From the entries that follow, copy each line in which "collect" appears.

Task data
_ _ _ _ _ _ _
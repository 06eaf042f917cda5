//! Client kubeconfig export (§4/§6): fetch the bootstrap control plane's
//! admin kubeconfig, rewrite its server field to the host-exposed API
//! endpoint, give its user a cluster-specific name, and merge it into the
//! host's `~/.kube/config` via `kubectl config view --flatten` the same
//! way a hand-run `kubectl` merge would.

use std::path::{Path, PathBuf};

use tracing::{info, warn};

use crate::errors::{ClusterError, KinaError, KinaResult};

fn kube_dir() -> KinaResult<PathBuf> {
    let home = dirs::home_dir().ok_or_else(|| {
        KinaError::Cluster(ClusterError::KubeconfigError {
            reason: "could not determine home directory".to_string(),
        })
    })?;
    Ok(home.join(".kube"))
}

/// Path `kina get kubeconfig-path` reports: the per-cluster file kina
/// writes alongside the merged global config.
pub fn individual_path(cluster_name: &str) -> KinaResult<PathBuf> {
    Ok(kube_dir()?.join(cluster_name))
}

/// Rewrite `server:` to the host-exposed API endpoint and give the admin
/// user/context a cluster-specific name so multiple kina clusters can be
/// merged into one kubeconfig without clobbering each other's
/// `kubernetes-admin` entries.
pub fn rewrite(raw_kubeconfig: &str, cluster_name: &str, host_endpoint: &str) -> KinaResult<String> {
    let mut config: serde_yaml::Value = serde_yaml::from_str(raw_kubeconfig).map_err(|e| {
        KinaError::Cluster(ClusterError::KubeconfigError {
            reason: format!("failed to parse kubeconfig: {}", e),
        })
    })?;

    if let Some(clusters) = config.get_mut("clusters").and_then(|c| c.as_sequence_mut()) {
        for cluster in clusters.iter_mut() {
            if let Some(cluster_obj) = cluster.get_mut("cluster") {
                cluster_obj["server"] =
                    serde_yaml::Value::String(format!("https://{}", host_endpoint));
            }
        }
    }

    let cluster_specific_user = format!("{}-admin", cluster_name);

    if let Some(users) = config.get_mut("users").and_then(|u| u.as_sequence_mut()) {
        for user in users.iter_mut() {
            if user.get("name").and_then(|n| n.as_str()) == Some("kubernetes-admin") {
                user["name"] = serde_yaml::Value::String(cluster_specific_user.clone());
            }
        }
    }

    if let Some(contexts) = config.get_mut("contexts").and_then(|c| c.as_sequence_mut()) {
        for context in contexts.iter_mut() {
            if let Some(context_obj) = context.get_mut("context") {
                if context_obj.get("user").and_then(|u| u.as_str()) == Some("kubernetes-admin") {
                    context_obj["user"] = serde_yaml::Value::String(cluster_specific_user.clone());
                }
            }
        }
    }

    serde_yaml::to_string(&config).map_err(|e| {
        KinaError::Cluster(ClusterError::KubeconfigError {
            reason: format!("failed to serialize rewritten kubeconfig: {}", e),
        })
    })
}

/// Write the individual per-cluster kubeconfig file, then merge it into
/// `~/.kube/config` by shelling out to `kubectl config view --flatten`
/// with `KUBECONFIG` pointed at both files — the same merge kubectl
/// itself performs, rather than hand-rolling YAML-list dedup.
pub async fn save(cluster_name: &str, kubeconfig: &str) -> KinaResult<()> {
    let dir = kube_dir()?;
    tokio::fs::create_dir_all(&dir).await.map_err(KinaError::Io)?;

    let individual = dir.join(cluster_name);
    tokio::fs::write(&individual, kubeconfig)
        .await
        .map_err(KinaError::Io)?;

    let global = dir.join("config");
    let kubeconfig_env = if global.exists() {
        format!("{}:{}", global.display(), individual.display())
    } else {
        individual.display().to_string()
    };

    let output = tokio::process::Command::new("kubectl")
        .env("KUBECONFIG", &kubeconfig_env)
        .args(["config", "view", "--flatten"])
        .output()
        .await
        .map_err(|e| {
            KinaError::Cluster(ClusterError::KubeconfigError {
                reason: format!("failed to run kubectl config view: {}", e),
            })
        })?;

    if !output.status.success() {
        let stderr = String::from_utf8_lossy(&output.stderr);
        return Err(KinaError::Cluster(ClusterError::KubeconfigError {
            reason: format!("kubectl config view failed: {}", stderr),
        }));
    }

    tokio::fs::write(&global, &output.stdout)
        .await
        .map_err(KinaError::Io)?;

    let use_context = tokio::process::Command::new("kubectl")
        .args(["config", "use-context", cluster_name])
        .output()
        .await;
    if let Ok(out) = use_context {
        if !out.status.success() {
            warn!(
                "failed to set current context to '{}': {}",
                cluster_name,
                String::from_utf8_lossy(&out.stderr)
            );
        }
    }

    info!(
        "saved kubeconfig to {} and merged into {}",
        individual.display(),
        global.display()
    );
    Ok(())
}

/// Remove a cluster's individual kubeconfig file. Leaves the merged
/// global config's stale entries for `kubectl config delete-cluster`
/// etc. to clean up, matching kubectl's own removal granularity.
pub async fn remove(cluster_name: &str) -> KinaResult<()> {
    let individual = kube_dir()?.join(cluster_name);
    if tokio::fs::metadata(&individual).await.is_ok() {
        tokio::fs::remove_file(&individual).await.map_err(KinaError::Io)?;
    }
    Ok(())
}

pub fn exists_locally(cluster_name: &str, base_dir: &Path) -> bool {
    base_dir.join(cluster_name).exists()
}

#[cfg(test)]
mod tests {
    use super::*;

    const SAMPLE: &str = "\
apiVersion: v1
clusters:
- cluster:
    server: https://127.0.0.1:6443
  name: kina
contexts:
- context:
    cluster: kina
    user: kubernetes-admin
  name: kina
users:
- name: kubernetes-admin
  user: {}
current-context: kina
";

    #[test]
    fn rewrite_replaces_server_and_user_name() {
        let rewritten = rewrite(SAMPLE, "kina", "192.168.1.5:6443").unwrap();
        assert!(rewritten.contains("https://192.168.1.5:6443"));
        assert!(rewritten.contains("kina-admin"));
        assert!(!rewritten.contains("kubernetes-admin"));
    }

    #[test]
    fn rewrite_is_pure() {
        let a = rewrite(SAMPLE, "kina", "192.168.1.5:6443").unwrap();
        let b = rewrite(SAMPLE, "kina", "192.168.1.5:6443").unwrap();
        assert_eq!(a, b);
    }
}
_ _ _ _ _ _ _
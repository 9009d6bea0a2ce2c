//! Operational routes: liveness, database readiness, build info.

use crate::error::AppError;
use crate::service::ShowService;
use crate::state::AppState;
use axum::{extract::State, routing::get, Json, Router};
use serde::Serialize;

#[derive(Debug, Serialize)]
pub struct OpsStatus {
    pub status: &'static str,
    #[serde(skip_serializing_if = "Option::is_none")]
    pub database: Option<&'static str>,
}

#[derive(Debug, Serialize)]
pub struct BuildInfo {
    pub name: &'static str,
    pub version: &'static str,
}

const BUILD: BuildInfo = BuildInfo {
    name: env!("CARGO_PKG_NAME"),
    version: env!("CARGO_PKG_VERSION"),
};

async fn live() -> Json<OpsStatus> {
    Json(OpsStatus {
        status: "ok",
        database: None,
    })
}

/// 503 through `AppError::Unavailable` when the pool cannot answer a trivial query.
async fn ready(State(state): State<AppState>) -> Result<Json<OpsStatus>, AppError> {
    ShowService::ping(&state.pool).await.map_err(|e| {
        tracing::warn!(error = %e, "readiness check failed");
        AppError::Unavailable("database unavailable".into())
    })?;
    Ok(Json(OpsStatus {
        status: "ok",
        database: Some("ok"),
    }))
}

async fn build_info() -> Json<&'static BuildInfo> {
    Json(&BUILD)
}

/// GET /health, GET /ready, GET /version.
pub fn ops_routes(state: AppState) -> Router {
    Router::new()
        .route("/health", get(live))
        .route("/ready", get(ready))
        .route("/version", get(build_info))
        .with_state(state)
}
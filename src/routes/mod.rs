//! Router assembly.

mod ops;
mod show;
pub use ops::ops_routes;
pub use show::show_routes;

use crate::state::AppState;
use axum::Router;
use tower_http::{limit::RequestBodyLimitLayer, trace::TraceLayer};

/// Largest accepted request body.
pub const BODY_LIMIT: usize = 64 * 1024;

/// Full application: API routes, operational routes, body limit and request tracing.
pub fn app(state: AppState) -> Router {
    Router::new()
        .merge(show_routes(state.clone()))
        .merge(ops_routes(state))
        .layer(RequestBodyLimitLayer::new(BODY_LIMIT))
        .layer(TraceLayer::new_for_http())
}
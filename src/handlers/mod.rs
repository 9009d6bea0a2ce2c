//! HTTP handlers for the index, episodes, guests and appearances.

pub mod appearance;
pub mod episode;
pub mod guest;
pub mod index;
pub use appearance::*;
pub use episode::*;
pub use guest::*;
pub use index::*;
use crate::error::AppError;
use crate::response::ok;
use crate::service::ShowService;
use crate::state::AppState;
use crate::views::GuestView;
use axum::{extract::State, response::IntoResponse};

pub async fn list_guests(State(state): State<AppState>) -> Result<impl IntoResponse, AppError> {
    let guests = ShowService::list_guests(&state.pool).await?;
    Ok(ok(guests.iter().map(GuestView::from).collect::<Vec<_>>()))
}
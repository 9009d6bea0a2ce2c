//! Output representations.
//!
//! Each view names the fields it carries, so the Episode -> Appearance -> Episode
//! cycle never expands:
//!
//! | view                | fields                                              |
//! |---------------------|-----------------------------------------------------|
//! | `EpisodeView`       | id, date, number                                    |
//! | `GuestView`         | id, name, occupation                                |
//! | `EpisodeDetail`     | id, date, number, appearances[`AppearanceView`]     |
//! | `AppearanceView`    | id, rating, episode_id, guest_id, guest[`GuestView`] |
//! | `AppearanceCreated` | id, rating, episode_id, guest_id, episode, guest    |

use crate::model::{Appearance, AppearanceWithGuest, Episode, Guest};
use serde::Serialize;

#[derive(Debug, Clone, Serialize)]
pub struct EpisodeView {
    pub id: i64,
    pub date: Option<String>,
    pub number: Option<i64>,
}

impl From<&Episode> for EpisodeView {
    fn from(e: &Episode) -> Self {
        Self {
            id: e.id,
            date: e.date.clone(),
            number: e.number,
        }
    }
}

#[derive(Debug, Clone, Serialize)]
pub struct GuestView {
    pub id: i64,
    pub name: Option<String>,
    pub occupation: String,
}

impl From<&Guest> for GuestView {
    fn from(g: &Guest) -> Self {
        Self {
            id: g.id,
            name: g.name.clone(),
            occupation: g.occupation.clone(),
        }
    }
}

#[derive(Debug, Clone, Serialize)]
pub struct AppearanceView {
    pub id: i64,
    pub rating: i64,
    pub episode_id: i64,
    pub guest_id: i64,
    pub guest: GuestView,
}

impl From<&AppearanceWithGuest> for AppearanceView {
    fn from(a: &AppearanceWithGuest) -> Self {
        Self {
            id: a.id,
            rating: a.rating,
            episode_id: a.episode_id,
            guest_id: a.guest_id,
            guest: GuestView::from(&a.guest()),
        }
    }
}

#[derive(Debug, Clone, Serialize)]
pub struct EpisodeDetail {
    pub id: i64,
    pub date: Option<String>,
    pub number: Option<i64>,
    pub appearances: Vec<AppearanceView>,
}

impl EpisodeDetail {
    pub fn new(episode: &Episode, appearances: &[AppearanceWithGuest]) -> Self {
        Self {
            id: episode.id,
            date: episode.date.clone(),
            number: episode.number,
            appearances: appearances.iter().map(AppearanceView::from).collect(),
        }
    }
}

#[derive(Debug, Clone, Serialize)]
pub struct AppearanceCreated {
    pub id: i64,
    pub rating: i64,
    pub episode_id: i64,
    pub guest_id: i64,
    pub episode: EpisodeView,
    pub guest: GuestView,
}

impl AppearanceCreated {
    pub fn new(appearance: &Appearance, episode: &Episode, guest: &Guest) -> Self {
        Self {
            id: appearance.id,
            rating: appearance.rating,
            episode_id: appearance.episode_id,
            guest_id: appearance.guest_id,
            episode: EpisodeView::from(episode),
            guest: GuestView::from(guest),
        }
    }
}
_ _ _ _ _ _ _
Exercise output
    Ok(ok(guests.iter().map(GuestView::from).collect::<Vec<_>>()))
            appearances: appearances.iter().map(AppearanceView::from).collect(),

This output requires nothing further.